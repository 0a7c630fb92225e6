//! Local persistence for the console collections.
//!
//! Each collection is mirrored to a named slot - `pizzas`, `pedidos`,
//! `estoque` - stored as a JSON-serialized array in `<data_dir>/<slot>.json`.
//! Slots are read once at startup and overwritten after every mutation of
//! their collection. The adapter never initiates writes on its own; the
//! domain store owns all state and calls in after each change.
//!
//! An absent slot file is distinguished from a present-but-empty one:
//! [`LocalStore::read_slot`] returns `Ok(None)` for absent, which the domain
//! store uses to decide whether the default stock list should be seeded.

use std::fs;
use std::path::PathBuf;

use serde::Serialize;
use serde::de::DeserializeOwned;
use thiserror::Error;

/// Slot name for the pizza catalog (local-origin records only).
pub const PIZZAS_SLOT: &str = "pizzas";
/// Slot name for orders.
pub const ORDERS_SLOT: &str = "pedidos";
/// Slot name for stock items.
pub const STOCK_SLOT: &str = "estoque";

/// Errors from reading or writing a persistence slot.
#[derive(Debug, Error)]
pub enum StorageError {
    #[error("I/O error on slot {slot}: {source}")]
    Io {
        slot: String,
        #[source]
        source: std::io::Error,
    },
    #[error("Malformed data in slot {slot}: {source}")]
    Malformed {
        slot: String,
        #[source]
        source: serde_json::Error,
    },
}

/// File-backed key-value store for the console collections.
#[derive(Debug, Clone)]
pub struct LocalStore {
    root: PathBuf,
}

impl LocalStore {
    /// Open a store rooted at `data_dir`, creating the directory if needed.
    ///
    /// # Errors
    ///
    /// Returns [`StorageError::Io`] if the directory cannot be created.
    pub fn open(data_dir: impl Into<PathBuf>) -> Result<Self, StorageError> {
        let root = data_dir.into();
        fs::create_dir_all(&root).map_err(|source| StorageError::Io {
            slot: root.display().to_string(),
            source,
        })?;
        Ok(Self { root })
    }

    /// Read a slot into a vector of records.
    ///
    /// Returns `Ok(None)` when the slot file does not exist. A present slot
    /// holding `[]` yields `Ok(Some(vec![]))`.
    ///
    /// # Errors
    ///
    /// Returns [`StorageError`] on I/O failure or malformed JSON.
    pub fn read_slot<T: DeserializeOwned>(&self, slot: &str) -> Result<Option<Vec<T>>, StorageError> {
        let path = self.slot_path(slot);
        let raw = match fs::read_to_string(&path) {
            Ok(raw) => raw,
            Err(err) if err.kind() == std::io::ErrorKind::NotFound => return Ok(None),
            Err(source) => {
                return Err(StorageError::Io {
                    slot: slot.to_string(),
                    source,
                });
            }
        };

        let records = serde_json::from_str(&raw).map_err(|source| StorageError::Malformed {
            slot: slot.to_string(),
            source,
        })?;
        Ok(Some(records))
    }

    /// Overwrite a slot with the serialized array.
    ///
    /// Writes to a temp file in the same directory, then renames over the
    /// slot, so a crash mid-write never leaves a truncated slot behind.
    ///
    /// # Errors
    ///
    /// Returns [`StorageError`] on I/O or serialization failure.
    pub fn write_slot<T: Serialize>(&self, slot: &str, records: &[T]) -> Result<(), StorageError> {
        let raw = serde_json::to_string(records).map_err(|source| StorageError::Malformed {
            slot: slot.to_string(),
            source,
        })?;

        let path = self.slot_path(slot);
        let tmp = self.root.join(format!(".{slot}.json.tmp"));
        fs::write(&tmp, raw)
            .and_then(|()| fs::rename(&tmp, &path))
            .map_err(|source| StorageError::Io {
                slot: slot.to_string(),
                source,
            })
    }

    /// Path of a slot file under the store root.
    #[must_use]
    pub fn slot_path(&self, slot: &str) -> PathBuf {
        self.root.join(format!("{slot}.json"))
    }
}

++++++++

[Directions] Across the whole listing above, tally each line where the string "Result" occurs, and give the number and nothing more.

[Expected answer] 3